> _EXTRACTED RECORDS_:
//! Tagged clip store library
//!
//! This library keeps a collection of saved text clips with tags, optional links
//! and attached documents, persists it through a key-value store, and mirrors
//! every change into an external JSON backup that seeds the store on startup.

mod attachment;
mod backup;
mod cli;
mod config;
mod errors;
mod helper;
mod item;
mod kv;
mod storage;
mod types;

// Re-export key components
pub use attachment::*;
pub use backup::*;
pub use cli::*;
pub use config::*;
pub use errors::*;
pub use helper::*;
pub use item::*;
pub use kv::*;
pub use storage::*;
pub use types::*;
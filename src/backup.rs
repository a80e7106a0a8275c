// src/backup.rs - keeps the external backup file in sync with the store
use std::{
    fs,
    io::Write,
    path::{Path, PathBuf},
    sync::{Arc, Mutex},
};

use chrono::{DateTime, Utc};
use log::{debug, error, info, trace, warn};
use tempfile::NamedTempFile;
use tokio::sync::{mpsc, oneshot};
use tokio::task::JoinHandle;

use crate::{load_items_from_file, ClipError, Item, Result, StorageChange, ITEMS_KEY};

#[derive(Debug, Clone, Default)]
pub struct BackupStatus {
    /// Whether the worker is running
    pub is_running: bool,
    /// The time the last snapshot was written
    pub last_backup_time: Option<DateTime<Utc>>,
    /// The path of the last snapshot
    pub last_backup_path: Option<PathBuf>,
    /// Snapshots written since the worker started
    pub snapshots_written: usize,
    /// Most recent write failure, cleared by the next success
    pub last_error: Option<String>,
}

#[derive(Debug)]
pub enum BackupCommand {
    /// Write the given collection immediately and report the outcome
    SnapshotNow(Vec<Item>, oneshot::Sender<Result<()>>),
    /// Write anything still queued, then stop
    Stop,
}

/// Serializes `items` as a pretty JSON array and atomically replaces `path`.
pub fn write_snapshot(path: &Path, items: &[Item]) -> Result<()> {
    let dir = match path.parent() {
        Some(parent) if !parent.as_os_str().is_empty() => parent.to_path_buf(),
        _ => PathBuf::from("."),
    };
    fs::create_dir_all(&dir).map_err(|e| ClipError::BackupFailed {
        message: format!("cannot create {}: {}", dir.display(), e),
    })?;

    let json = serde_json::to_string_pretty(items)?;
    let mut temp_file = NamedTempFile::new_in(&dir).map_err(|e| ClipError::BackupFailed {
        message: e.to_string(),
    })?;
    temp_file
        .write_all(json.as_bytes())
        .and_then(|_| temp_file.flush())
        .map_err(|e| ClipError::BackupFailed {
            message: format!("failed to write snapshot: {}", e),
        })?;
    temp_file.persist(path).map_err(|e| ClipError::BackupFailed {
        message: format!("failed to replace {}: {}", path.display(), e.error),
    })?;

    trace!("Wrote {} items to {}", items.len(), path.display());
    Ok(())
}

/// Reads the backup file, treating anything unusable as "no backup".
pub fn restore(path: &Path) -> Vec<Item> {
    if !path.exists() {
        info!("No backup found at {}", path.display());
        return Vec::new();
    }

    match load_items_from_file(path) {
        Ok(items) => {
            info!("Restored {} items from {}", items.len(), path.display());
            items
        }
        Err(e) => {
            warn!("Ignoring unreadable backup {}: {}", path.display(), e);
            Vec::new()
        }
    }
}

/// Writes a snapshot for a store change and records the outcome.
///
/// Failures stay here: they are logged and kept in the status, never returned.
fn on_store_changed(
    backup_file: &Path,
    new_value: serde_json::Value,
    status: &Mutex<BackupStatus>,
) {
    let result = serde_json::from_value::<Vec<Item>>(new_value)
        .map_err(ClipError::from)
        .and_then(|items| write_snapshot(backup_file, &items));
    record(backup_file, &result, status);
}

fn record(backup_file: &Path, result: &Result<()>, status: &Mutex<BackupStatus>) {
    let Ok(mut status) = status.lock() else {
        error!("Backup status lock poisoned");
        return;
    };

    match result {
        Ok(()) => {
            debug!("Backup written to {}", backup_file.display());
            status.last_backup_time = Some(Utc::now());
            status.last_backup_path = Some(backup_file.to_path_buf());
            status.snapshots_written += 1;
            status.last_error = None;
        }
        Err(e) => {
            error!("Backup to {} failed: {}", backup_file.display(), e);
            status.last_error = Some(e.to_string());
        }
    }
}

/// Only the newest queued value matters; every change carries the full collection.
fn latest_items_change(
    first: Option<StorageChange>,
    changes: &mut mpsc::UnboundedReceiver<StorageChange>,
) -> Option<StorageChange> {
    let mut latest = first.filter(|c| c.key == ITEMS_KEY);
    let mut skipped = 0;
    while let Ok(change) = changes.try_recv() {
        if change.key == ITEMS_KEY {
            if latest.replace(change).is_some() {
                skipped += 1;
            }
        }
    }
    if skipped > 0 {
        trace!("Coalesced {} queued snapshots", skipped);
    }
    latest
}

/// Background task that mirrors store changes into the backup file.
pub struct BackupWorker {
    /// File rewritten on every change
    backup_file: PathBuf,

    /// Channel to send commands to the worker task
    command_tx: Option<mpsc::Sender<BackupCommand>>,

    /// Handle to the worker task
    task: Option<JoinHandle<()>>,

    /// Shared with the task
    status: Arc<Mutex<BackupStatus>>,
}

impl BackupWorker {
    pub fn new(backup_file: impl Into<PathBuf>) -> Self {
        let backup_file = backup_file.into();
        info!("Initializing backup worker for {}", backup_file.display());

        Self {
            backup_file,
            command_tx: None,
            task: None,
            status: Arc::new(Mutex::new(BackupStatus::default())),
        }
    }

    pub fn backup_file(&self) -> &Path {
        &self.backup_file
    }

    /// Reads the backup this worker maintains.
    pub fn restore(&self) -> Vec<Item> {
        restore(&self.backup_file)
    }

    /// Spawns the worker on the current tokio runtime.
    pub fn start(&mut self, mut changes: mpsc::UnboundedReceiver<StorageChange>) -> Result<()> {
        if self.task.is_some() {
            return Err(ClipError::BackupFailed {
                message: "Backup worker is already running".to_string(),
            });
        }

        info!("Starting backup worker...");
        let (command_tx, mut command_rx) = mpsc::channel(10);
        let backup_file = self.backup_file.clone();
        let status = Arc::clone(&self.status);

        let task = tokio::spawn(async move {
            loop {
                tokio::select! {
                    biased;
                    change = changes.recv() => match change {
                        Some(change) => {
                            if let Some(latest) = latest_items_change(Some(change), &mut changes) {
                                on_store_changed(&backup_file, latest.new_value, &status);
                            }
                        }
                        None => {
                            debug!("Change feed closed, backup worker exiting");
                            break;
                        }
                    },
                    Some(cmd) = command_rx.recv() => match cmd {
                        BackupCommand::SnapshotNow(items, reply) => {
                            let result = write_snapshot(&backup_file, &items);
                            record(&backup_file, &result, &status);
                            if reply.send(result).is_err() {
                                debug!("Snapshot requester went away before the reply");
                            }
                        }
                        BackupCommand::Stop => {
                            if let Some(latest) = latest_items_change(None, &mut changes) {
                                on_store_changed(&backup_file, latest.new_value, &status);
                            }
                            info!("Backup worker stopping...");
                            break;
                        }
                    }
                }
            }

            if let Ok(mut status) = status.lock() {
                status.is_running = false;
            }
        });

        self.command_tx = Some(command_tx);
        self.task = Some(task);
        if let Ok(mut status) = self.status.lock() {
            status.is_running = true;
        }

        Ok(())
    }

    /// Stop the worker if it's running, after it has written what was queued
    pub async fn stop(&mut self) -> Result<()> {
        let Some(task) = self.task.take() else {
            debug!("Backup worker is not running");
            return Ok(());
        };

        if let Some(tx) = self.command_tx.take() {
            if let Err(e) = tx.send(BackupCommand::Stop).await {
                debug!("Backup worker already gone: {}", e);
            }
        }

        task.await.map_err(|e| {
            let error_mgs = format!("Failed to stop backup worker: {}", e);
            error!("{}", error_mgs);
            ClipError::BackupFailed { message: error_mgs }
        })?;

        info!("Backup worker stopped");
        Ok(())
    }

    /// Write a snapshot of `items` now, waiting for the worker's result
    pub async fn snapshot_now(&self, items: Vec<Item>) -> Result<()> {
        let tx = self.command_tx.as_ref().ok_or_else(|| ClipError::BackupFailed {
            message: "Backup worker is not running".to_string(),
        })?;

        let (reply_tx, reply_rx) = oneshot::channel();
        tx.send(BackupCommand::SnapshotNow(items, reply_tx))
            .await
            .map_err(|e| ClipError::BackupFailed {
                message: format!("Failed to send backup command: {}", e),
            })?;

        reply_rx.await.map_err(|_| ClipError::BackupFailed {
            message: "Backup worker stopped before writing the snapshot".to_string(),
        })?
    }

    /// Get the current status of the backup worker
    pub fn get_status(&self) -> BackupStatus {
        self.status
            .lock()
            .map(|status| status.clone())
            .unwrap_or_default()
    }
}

> _EXERCISE_: From the records above, give again exactly the lines running from the line with "status.last_backup_time = Some(Utc::now());" to the line with "let mut skipped = 0;", inclusive.

> _RESULT FOR THIS TASK_:
            status.last_backup_time = Some(Utc::now());
            status.last_backup_path = Some(backup_file.to_path_buf());
            status.snapshots_written += 1;
            status.last_error = None;
        }
        Err(e) => {
            error!("Backup to {} failed: {}", backup_file.display(), e);
            status.last_error = Some(e.to_string());
        }
    }
}

/// Only the newest queued value matters; every change carries the full collection.
fn latest_items_change(
    first: Option<StorageChange>,
    changes: &mut mpsc::UnboundedReceiver<StorageChange>,
) -> Option<StorageChange> {
    let mut latest = first.filter(|c| c.key == ITEMS_KEY);
    let mut skipped = 0;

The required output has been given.